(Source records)
○ ○ ○ ○ ○

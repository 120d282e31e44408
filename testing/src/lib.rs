//! # Shardlink Testing
//!
//! Test doubles for code built on `shardlink-runtime`.
//!
//! This crate provides:
//! - [`InMemoryBroker`]: a deterministic, in-process [`Broker`](shardlink_core::broker::Broker)
//!   with fault injection
//! - [`FakeCacheWorker`]: the remote side of the request/response protocol
//! - [`publish_event`] / [`event_body`]: broadcast events the way gateway workers do
//! - [`init_test_tracing`]: log output for tests
//!
//! ## Example
//!
//! ```ignore
//! use shardlink_testing::{FakeCacheWorker, InMemoryBroker, Reply};
//!
//! #[tokio::test]
//! async fn fetches_a_user() {
//!     let broker = InMemoryBroker::new();
//!     let _worker = FakeCacheWorker::spawn(&broker, "cache", ShardId::new(0), |_| {
//!         Reply::Plain(r#"{"id":"1","username":"kord"}"#.to_string())
//!     })
//!     .await
//!     .unwrap();
//!
//!     let (client, _events) = CacheClient::start(Arc::new(broker), config).await.unwrap();
//!     let user: Option<User> = client.get_user(ShardId::new(0), Snowflake::new(1)).await.unwrap();
//!     assert!(user.is_some());
//! }
//! ```

use shardlink_core::broker::{Broker, BrokerError, MessageProperties};
use shardlink_core::codec::{OCTET_STREAM, deflate};

/// In-memory broker
pub mod broker;

/// Fake cache worker
pub mod worker;

pub use broker::{ExchangeKind, InMemoryBroker, InMemoryChannel};
pub use worker::{FakeCacheWorker, ReceivedRequest, Reply};

/// Install a `fmt` subscriber writing to the test harness, filtered by
/// `RUST_LOG`.
///
/// Safe to call from every test; only the first call installs anything.
pub fn init_test_tracing() {
    let _ = tracing_subscriber::fmt()
        .with_env_filter(tracing_subscriber::EnvFilter::from_default_env())
        .with_test_writer()
        .try_init();
}

/// Build a compressed event body for `shard` carrying a dispatch named `name`.
#[must_use]
pub fn event_body(shard: u32, name: &str, data: &serde_json::Value) -> Vec<u8> {
    let envelope = serde_json::json!({
        "shard_id": shard,
        "event": { "op": 0, "t": name, "s": 1, "d": data },
    });
    deflate(envelope.to_string().as_bytes())
}

/// Publish a compressed event body to `exchange` on a fresh connection.
///
/// # Errors
///
/// Returns a [`BrokerError`] if the event cannot be published.
pub async fn publish_event(
    broker: &InMemoryBroker,
    exchange: &str,
    body: Vec<u8>,
) -> Result<(), BrokerError> {
    let channel = broker.connection().open_channel().await?;
    let properties = MessageProperties::default().with_content_type(OCTET_STREAM);
    channel.publish(exchange, "", properties, body).await?;
    channel.close().await
}

#[cfg(test)]
#[allow(clippy::unwrap_used)]
mod tests {
    use super::*;
    use shardlink_core::codec::decode_event;
    use serde_json::json;

    #[test]
    fn event_body_is_a_compressed_envelope() {
        let body = event_body(2, "MESSAGE_CREATE", &json!({ "guild_id": "1" }));
        let envelope = decode_event(Some(OCTET_STREAM), &body).unwrap();
        assert_eq!(envelope.shard_id, 2);
        assert!(envelope.event.unwrap().is_named("MESSAGE_CREATE"));
    }
}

○ ○ ○ ○ ○

**Problem**
Each line above with the string "ShardId" in it should be located and copied.

**Your response**
//!     let _worker = FakeCacheWorker::spawn(&broker, "cache", ShardId::new(0), |_| {
//!     let user: Option<User> = client.get_user(ShardId::new(0), Snowflake::new(1)).await.unwrap();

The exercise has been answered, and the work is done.